What this task involves
Beginning at the line that contains "the way in." and ending at the last line of the entries, write out each line exactly; include nothing outside that span.

--- Data excerpts ---

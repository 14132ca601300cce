//! # startpage-core
//!
//! Shared library for StartPage containing the configuration data model, the
//! id allocator, and the versioned document schema used both for the durable
//! storage slot and for exported files.
//!
//! This crate performs no I/O.
//!
//! - **`domain`** – Categories, URL entries, design settings, and the rules
//!   that keep the tree consistent (unique ids, case-insensitive unique
//!   category names).
//!
//! - **`schema`** – How a configuration becomes text and back.  Older
//!   documents (a bare list of categories, or an envelope without a version
//!   field) are migrated on the way in.

pub mod domain;
pub mod schema;

pub use domain::config::{
    Category, CategoryId, ConfigError, Configuration, DesignPatch, DesignSettings, Resolution,
    UrlEntry, UrlId, DEFAULT_COLOR, DEFAULT_OPACITY,
};
pub use domain::identity::{IdAllocation, Identified};
pub use schema::codec::{decode, encode, encode_pretty, Decoded, SchemaError, SchemaShape};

---

Response
//!   field) are migrated on the way in.

pub mod domain;
pub mod schema;

pub use domain::config::{
    Category, CategoryId, ConfigError, Configuration, DesignPatch, DesignSettings, Resolution,
    UrlEntry, UrlId, DEFAULT_COLOR, DEFAULT_OPACITY,
};
pub use domain::identity::{IdAllocation, Identified};
pub use schema::codec::{decode, encode, encode_pretty, Decoded, SchemaError, SchemaShape};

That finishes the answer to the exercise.